En premier lieu, le Sénat a souhaité que le comité de protection des personnes chargé de se prononcer sur un projet de recherche ne soit plus choisi par le promoteur de la recherche mais tiré au sort par l'Agence française de sécurité sanitaire des produits de santé (AFSSAPS). Il serait dommageable que les spécialistes disposant de l'expertise la plus approfondie dans le domaine concerné par la recherche en question puissent être ainsi écartés de la procédure d'autorisation.
En deuxième lieu, le Sénat a voulu doter les comités de protection des personnes d'une tête de réseau nationale, en créant une commission nationale des recherches impliquant la personne humaine, qui serait chargée d'harmoniser les pratiques des comités, mais aussi d'examiner en appel les demandes d'autorisation qui ont fait l'objet d'une décision défavorable d'un comité, ce qui me paraît plus contestable. Par ailleurs, les sénateurs ont prévu son rattachement à la Haute Autorité de santé (HAS). Or, celle-ci n'exerce aucune compétence en matière de recherche et – son président me l'a fait savoir – ne souhaite pas en exercer.
En troisième lieu, on distingue depuis 2004 trois catégories de recherche : les recherches dites « biomédicales » ou « interventionnelles », les recherches visant à évaluer les soins courants, que l'on appelle désormais « recherches à risques et contraintes minimes », et les recherches observationnelles. Cette dernière catégorie concerne des groupes de patients soumis à observation pendant plusieurs années, sans qu'aucun geste médical ne soit pratiqué : il peut s'agir de grands prématurés, dont le quotient intellectuel est évalué pendant leurs vingt premières années, ou de personnes ayant développé une nouvelle thrombose après la pose d'un stent. Le Sénat propose de ne distinguer plus que deux catégories de recherches : les recherches interventionnelles et les recherches observationnelles, sans prendre pleinement en compte la spécificité des recherches à risques minimes.

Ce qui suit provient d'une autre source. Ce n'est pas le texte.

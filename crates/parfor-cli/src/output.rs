//! Rendering of pipeline results.
//!
//! Rewritten sources go to stdout, byte for byte. Diagnostics go to stderr,
//! either in a compiler-style human format or as one JSON object per line.

use std::io::Write;
use std::path::Path;

use clap::ValueEnum;
use parfor::{Diagnostic, DiagnosticCode, FileReport, PipelineReport, Severity, SourceLocation};
use serde::Serialize;

use crate::AppError;

/// Output format selection for diagnostics.
#[derive(Clone, Copy, Debug, Default, Eq, PartialEq, ValueEnum)]
pub enum OutputFormat {
    /// `path:line:col: severity: message [code]` lines plus a summary.
    #[default]
    Human,
    /// One JSON object per diagnostic per line.
    Json,
}

/// Renders one diagnostic and its notes in the human format.
///
/// Every line, including the last, ends with a newline.
#[must_use]
pub fn render_human(diagnostic: &Diagnostic) -> String {
    let prefix = diagnostic
        .location()
        .map_or_else(|| String::from("parfor"), ToString::to_string);
    let mut lines = vec![format!(
        "{prefix}: {}: {} [{}]",
        diagnostic.severity(),
        diagnostic.message(),
        diagnostic.code()
    )];
    for note in diagnostic.notes() {
        lines.push(note.location().map_or_else(
            || format!("  note: {}", note.message()),
            |location| format!("  {location}: note: {}", note.message()),
        ));
    }
    let mut rendered = lines.join("\n");
    rendered.push('\n');
    rendered
}

/// Returns the closing `N error(s), M warning(s) generated.` line, or `None`
/// when the run produced neither.
#[must_use]
pub fn render_summary(report: &PipelineReport) -> Option<String> {
    let errors = report.count(Severity::Error);
    let warnings = report.count(Severity::Warning);
    (errors > 0 || warnings > 0)
        .then(|| format!("{errors} error(s), {warnings} warning(s) generated."))
}

/// Diagnostic as serialised in the JSON format.
#[derive(Debug, Serialize)]
struct DiagnosticRecord<'a> {
    file: &'a Path,
    code: DiagnosticCode,
    severity: Severity,
    message: &'a str,
    #[serde(skip_serializing_if = "Option::is_none")]
    line: Option<u32>,
    #[serde(skip_serializing_if = "Option::is_none")]
    column: Option<u32>,
    #[serde(skip_serializing_if = "Vec::is_empty")]
    notes: Vec<NoteRecord<'a>>,
}

#[derive(Debug, Serialize)]
struct NoteRecord<'a> {
    message: &'a str,
    #[serde(skip_serializing_if = "Option::is_none")]
    line: Option<u32>,
    #[serde(skip_serializing_if = "Option::is_none")]
    column: Option<u32>,
}

fn position(location: Option<&SourceLocation>) -> (Option<u32>, Option<u32>) {
    location.map_or((None, None), |location| {
        let (line, column) = location.span().start().one_based();
        (Some(line), Some(column))
    })
}

impl<'a> DiagnosticRecord<'a> {
    fn new(file: &'a FileReport, diagnostic: &'a Diagnostic) -> Self {
        let (line, column) = position(diagnostic.location());
        let notes = diagnostic
            .notes()
            .iter()
            .map(|note| {
                let (note_line, note_column) = position(note.location());
                NoteRecord {
                    message: note.message(),
                    line: note_line,
                    column: note_column,
                }
            })
            .collect();
        Self {
            file: diagnostic
                .location()
                .map_or_else(|| file.path(), SourceLocation::path),
            code: diagnostic.code(),
            severity: diagnostic.severity(),
            message: diagnostic.message(),
            line,
            column,
            notes,
        }
    }
}

/// Writes every diagnostic of `report` to `stderr` in `format`.
pub(crate) fn write_diagnostics<E: Write>(
    report: &PipelineReport,
    format: OutputFormat,
    stderr: &mut E,
) -> Result<(), AppError> {
    for file in report.files() {
        for diagnostic in file.diagnostics().diagnostics() {
            match format {
                OutputFormat::Human => stderr
                    .write_all(render_human(diagnostic).as_bytes())
                    .map_err(AppError::EmitDiagnostics)?,
                OutputFormat::Json => {
                    serde_json::to_writer(&mut *stderr, &DiagnosticRecord::new(file, diagnostic))
                        .map_err(AppError::SerialiseDiagnostic)?;
                    stderr.write_all(b"\n").map_err(AppError::EmitDiagnostics)?;
                }
            }
        }
    }

    if format == OutputFormat::Human {
        if let Some(summary) = render_summary(report) {
            writeln!(stderr, "{summary}").map_err(AppError::EmitDiagnostics)?;
        }
    }
    stderr.flush().map_err(AppError::EmitDiagnostics)
}

/// Writes the full text of every rewritten file to `stdout`, in input order.
pub(crate) fn write_rewritten<W: Write>(
    report: &PipelineReport,
    stdout: &mut W,
) -> Result<(), AppError> {
    for (_, text) in report.rewritten_files() {
        stdout
            .write_all(text.as_bytes())
            .map_err(AppError::EmitOutput)?;
        if !text.is_empty() && !text.ends_with('\n') {
            stdout.write_all(b"\n").map_err(AppError::EmitOutput)?;
        }
    }
    stdout.flush().map_err(AppError::EmitOutput)
}
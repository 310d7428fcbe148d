//! Offset-addressed text edits and their per-file grouping.
//!
//! Rewrites are captured as [`RewriteEdit`] values against the text that was
//! analysed, grouped per file in a [`ChangeSet`], and only applied once every
//! input has been processed.

use std::ops::Range;
use std::path::{Path, PathBuf};

use sha2::{Digest, Sha256};

/// Fingerprint of the text a file's edits were computed against.
#[derive(Debug, Clone, Copy, PartialEq, Eq, Hash)]
pub struct SourceDigest([u8; 32]);

impl SourceDigest {
    /// Hashes `source`.
    #[must_use]
    pub fn of(source: &str) -> Self {
        Self(Sha256::digest(source.as_bytes()).into())
    }
}

/// A single atomic text replacement in one file.
///
/// Offsets are UTF-8 byte offsets into the original text. A zero-length
/// range is an insertion.
#[derive(Debug, Clone, PartialEq, Eq)]
pub struct RewriteEdit {
    path: PathBuf,
    range: Range<usize>,
    replacement: String,
}

impl RewriteEdit {
    /// Replaces `range` of the file at `path` with `replacement`.
    #[must_use]
    pub fn replace(
        path: impl Into<PathBuf>,
        range: Range<usize>,
        replacement: impl Into<String>,
    ) -> Self {
        Self {
            path: path.into(),
            range,
            replacement: replacement.into(),
        }
    }

    /// Inserts `text` at `offset` without removing anything.
    #[must_use]
    pub fn insert_at(path: impl Into<PathBuf>, offset: usize, text: impl Into<String>) -> Self {
        Self::replace(path, offset..offset, text)
    }

    /// Path of the file the edit applies to.
    #[must_use]
    pub fn path(&self) -> &Path {
        &self.path
    }

    /// Byte range being replaced.
    #[must_use]
    pub fn range(&self) -> Range<usize> {
        self.range.clone()
    }

    /// Inclusive start offset.
    #[must_use]
    pub const fn start(&self) -> usize {
        self.range.start
    }

    /// Exclusive end offset.
    #[must_use]
    pub const fn end(&self) -> usize {
        self.range.end
    }

    /// Replacement text.
    #[must_use]
    pub fn replacement(&self) -> &str {
        &self.replacement
    }

    /// Returns `true` when the edit removes nothing.
    #[must_use]
    pub const fn is_insertion(&self) -> bool {
        self.range.start == self.range.end
    }

    /// Returns `true` if applying both edits would touch the same text.
    ///
    /// Two replacements overlap when their ranges intersect. An insertion
    /// conflicts with a replacement only when it falls strictly inside the
    /// replaced range; insertions at either boundary are fine, as are two
    /// insertions at the same offset.
    #[must_use]
    pub fn overlaps(&self, other: &Self) -> bool {
        match (self.is_insertion(), other.is_insertion()) {
            (true, true) => false,
            (true, false) => strictly_inside(self.start(), &other.range),
            (false, true) => strictly_inside(other.start(), &self.range),
            (false, false) => self.start() < other.end() && other.start() < self.end(),
        }
    }
}

const fn strictly_inside(offset: usize, range: &Range<usize>) -> bool {
    range.start < offset && offset < range.end
}

/// All edits collected for a single file.
#[derive(Debug, Clone, PartialEq, Eq)]
pub struct FileChanges {
    path: PathBuf,
    digest: Option<SourceDigest>,
    edits: Vec<RewriteEdit>,
}

impl FileChanges {
    fn new(path: PathBuf) -> Self {
        Self {
            path,
            digest: None,
            edits: Vec::new(),
        }
    }

    /// Path of the file.
    #[must_use]
    pub fn path(&self) -> &Path {
        &self.path
    }

    /// Fingerprint of the analysed text, when one was recorded.
    #[must_use]
    pub const fn digest(&self) -> Option<SourceDigest> {
        self.digest
    }

    /// Edits in the order they were added.
    #[must_use]
    pub fn edits(&self) -> &[RewriteEdit] {
        &self.edits
    }
}

/// Edits from a whole run, grouped by file.
///
/// Files keep the order in which they first received an edit; edits within
/// a file keep insertion order. The set is append-only.
#[derive(Debug, Clone, Default, PartialEq, Eq)]
pub struct ChangeSet {
    files: Vec<FileChanges>,
}

impl ChangeSet {
    /// Creates an empty change set.
    #[must_use]
    pub const fn new() -> Self {
        Self { files: Vec::new() }
    }

    /// Appends one edit to its file's group.
    pub fn push(&mut self, edit: RewriteEdit) {
        let path = edit.path.clone();
        self.entry(path).edits.push(edit);
    }

    /// Appends a batch of edits produced by one file's analysis pass.
    ///
    /// `digest` fingerprints the text the edits were computed against and is
    /// checked again when the change set is applied.
    pub fn extend_file(
        &mut self,
        path: &Path,
        digest: SourceDigest,
        edits: impl IntoIterator<Item = RewriteEdit>,
    ) {
        let entry = self.entry(path.to_path_buf());
        entry.digest = Some(digest);
        entry.edits.extend(edits);
    }

    /// Returns the grouped changes.
    #[must_use]
    pub fn files(&self) -> &[FileChanges] {
        &self.files
    }

    /// Returns the changes recorded for `path`.
    #[must_use]
    pub fn file(&self, path: &Path) -> Option<&FileChanges> {
        self.files.iter().find(|f| f.path == path)
    }

    /// Total number of edits across all files.
    #[must_use]
    pub fn len(&self) -> usize {
        self.files.iter().map(|f| f.edits.len()).sum()
    }

    /// Returns `true` when no edits were recorded.
    #[must_use]
    pub fn is_empty(&self) -> bool {
        self.files.iter().all(|f| f.edits.is_empty())
    }

    #[expect(
        clippy::indexing_slicing,
        reason = "index comes from position() or from the push just above"
    )]
    fn entry(&mut self, path: PathBuf) -> &mut FileChanges {
        let index = match self.files.iter().position(|f| f.path == path) {
            Some(index) => index,
            None => {
                self.files.push(FileChanges::new(path));
                self.files.len() - 1
            }
        };
        &mut self.files[index]
    }
}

En quatrième lieu, notre proposition de loi visait à établir une gradation des procédures de protection des personnes, en les proportionnant au degré de risques et de contraintes que comportent ces trois catégories de recherche : consentement écrit pour les recherches interventionnelles, consentement libre et éclairé pour les recherches à risques et contraintes minimes, simple information et droit d'opposition pour les recherches observationnelles. Or, le Sénat est revenu sur cette gradation, en alignant les règles de forme applicables au recueil du consentement de la personne aux recherches à risques et contraintes minimes sur les règles prévues pour les recherches interventionnelles.
Les amendements que nous présentons, élaborés en collaboration avec l'ensemble des groupes, visent à revenir sur ces modifications.